## Problem to work on
Please copy each line in the records below that contains the string "start".

BEGIN

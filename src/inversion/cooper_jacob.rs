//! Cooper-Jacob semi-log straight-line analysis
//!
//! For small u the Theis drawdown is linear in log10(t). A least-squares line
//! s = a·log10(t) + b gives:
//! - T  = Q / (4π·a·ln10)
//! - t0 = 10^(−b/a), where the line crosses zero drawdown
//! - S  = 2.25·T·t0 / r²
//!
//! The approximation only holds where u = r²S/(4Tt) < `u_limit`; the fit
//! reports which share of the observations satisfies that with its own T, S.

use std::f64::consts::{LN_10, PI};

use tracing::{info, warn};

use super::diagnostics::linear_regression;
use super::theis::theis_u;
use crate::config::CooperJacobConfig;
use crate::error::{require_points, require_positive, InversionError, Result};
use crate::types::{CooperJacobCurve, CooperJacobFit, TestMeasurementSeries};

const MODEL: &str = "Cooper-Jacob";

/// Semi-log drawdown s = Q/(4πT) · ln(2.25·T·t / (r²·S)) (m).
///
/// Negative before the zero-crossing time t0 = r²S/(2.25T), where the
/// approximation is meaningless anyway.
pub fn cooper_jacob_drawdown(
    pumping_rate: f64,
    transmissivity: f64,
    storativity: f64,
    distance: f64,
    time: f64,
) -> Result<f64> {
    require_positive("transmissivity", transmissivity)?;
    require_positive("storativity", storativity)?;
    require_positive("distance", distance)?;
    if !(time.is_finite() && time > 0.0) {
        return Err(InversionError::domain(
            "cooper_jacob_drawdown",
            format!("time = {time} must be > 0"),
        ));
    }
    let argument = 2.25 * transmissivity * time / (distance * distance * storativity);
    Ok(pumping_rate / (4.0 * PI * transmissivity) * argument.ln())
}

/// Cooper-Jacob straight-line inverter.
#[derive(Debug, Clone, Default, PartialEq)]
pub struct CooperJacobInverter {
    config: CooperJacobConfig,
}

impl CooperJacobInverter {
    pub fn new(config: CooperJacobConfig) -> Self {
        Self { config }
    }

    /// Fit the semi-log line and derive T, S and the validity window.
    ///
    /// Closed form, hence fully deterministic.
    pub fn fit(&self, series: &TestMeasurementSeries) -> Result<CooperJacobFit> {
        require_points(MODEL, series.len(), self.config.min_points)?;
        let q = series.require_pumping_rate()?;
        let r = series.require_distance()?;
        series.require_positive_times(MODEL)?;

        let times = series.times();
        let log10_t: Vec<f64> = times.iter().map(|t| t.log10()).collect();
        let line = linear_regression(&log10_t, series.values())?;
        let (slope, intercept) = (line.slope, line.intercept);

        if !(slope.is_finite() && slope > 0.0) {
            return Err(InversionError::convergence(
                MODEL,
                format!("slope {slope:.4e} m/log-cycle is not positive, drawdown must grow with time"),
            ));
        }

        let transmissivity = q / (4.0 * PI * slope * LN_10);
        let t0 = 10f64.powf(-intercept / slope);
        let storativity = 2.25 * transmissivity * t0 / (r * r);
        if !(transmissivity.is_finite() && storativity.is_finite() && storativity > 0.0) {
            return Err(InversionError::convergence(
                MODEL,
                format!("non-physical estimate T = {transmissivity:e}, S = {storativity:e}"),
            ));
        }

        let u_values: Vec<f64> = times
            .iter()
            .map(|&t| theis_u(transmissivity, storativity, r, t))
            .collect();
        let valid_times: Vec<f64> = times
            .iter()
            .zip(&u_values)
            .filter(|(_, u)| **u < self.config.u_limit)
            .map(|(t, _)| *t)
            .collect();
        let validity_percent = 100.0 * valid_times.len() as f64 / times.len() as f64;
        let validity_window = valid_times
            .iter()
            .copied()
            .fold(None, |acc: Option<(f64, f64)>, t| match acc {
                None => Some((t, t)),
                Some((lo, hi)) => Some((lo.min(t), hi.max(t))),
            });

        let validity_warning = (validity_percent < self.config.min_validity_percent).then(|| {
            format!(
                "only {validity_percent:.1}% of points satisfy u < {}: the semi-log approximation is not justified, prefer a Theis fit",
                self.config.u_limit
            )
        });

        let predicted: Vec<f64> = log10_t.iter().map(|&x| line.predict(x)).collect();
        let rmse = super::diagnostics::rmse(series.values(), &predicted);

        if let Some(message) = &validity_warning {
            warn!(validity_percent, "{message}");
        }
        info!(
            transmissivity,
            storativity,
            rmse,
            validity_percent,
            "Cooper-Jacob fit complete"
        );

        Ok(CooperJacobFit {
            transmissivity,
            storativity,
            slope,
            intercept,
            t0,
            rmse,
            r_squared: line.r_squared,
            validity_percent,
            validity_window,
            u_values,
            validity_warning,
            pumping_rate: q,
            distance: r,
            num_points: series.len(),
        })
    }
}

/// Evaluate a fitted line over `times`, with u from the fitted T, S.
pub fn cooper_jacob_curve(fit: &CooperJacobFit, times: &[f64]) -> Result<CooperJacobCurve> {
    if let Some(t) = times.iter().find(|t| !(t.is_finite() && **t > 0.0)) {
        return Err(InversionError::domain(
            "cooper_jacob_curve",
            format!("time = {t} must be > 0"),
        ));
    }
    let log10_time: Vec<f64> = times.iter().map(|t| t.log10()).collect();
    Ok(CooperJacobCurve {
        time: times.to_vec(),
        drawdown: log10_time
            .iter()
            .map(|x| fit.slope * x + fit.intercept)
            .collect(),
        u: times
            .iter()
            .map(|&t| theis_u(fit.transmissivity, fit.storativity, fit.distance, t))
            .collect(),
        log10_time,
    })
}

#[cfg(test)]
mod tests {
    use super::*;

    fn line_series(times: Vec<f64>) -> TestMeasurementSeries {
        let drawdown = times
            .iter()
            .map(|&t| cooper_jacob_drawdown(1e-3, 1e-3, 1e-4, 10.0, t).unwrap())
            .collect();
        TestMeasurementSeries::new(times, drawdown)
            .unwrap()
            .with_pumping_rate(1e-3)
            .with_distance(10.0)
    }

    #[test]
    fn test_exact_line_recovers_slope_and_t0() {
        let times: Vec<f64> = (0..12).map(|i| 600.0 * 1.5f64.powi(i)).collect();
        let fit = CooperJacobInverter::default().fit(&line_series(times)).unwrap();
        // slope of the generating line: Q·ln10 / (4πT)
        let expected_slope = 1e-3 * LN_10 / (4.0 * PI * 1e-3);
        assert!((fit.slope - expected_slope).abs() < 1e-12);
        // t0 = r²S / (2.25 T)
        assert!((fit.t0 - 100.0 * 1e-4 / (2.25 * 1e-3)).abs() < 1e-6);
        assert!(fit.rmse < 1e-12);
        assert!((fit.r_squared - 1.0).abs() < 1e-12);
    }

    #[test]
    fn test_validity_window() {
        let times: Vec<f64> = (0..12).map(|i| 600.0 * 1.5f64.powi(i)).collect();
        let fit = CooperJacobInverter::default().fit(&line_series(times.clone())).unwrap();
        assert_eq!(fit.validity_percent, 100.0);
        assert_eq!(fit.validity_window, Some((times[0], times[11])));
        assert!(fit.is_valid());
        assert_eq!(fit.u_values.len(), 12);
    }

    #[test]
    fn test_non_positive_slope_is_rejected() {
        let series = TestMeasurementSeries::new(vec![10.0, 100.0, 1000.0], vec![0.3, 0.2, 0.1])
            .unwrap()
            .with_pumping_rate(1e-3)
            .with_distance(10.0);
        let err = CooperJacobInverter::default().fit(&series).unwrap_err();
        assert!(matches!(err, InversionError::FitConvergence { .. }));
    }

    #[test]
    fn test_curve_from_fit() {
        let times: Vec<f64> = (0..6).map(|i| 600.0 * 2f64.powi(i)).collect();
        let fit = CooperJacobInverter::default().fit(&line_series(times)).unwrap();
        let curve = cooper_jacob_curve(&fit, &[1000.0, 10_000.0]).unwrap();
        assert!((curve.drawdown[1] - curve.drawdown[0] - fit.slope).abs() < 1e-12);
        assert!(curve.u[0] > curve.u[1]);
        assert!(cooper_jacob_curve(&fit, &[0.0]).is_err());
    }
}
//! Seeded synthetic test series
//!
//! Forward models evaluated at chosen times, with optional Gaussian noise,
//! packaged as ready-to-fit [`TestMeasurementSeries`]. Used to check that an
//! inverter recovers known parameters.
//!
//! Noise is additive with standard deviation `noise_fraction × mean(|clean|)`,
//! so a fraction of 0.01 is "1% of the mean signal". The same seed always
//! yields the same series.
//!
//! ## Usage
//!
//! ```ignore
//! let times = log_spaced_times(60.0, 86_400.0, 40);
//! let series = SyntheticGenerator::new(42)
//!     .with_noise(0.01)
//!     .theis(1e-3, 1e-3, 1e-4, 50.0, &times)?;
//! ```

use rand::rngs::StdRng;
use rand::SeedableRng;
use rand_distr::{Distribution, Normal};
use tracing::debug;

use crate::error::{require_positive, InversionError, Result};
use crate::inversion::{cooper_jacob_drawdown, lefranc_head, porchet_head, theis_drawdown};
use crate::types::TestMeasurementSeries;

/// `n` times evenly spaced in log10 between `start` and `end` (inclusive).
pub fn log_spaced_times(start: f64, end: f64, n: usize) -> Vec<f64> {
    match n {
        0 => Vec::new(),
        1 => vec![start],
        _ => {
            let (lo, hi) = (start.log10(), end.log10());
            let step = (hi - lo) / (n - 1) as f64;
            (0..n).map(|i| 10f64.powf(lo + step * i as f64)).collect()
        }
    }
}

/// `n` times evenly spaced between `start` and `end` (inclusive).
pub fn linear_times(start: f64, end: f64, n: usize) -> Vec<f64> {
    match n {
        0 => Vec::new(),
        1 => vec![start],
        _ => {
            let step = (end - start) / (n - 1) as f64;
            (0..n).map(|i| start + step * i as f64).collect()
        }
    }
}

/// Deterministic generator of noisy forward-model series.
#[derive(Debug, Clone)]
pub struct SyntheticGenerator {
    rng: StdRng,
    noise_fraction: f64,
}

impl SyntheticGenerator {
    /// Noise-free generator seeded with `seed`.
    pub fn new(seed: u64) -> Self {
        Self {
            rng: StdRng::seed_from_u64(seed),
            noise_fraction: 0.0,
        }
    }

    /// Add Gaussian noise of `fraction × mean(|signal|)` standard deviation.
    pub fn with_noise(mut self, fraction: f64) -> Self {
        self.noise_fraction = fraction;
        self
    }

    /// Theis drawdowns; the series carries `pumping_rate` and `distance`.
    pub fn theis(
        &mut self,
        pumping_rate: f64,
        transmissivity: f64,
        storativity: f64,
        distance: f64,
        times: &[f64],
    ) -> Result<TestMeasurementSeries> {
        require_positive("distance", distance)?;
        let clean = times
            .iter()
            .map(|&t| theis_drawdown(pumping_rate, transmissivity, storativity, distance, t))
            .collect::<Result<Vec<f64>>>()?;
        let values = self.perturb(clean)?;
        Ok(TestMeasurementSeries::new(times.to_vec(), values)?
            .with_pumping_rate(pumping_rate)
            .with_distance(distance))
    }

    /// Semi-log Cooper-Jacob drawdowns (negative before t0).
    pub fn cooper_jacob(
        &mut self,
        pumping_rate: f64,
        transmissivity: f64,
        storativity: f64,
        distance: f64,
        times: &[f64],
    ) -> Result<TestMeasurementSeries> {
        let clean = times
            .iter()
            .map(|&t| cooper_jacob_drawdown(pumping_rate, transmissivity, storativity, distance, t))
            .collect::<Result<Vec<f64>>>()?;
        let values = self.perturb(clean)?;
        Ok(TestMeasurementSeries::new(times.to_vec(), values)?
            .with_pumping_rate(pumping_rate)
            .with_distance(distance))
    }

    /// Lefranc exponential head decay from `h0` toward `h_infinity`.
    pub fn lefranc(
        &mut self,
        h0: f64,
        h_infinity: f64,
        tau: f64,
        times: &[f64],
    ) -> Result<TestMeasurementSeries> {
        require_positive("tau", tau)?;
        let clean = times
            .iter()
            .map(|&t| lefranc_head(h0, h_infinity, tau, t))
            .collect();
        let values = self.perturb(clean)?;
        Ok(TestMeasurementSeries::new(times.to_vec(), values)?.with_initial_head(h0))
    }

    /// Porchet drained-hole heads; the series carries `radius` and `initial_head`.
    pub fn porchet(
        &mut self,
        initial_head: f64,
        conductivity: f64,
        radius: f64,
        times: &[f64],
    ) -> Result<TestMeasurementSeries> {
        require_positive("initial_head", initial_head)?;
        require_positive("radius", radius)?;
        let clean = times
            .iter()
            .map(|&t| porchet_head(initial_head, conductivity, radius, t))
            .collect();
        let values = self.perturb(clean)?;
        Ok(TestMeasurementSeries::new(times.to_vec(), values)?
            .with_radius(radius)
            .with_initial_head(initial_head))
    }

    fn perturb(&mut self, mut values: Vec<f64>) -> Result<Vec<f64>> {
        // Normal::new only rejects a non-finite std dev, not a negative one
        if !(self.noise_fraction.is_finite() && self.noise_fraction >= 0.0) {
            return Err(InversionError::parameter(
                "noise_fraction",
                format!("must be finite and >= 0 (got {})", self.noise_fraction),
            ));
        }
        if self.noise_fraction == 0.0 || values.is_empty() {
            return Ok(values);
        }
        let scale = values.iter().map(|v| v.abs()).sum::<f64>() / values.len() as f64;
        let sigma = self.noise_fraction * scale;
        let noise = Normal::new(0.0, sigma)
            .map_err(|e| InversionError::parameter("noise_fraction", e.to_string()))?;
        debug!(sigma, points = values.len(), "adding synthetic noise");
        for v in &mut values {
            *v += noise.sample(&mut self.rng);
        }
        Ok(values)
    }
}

END

## Expected answer
/// `n` times evenly spaced in log10 between `start` and `end` (inclusive).
pub fn log_spaced_times(start: f64, end: f64, n: usize) -> Vec<f64> {
        1 => vec![start],
            let (lo, hi) = (start.log10(), end.log10());
/// `n` times evenly spaced between `start` and `end` (inclusive).
pub fn linear_times(start: f64, end: f64, n: usize) -> Vec<f64> {
        1 => vec![start],
            let step = (end - start) / (n - 1) as f64;
            (0..n).map(|i| start + step * i as f64).collect()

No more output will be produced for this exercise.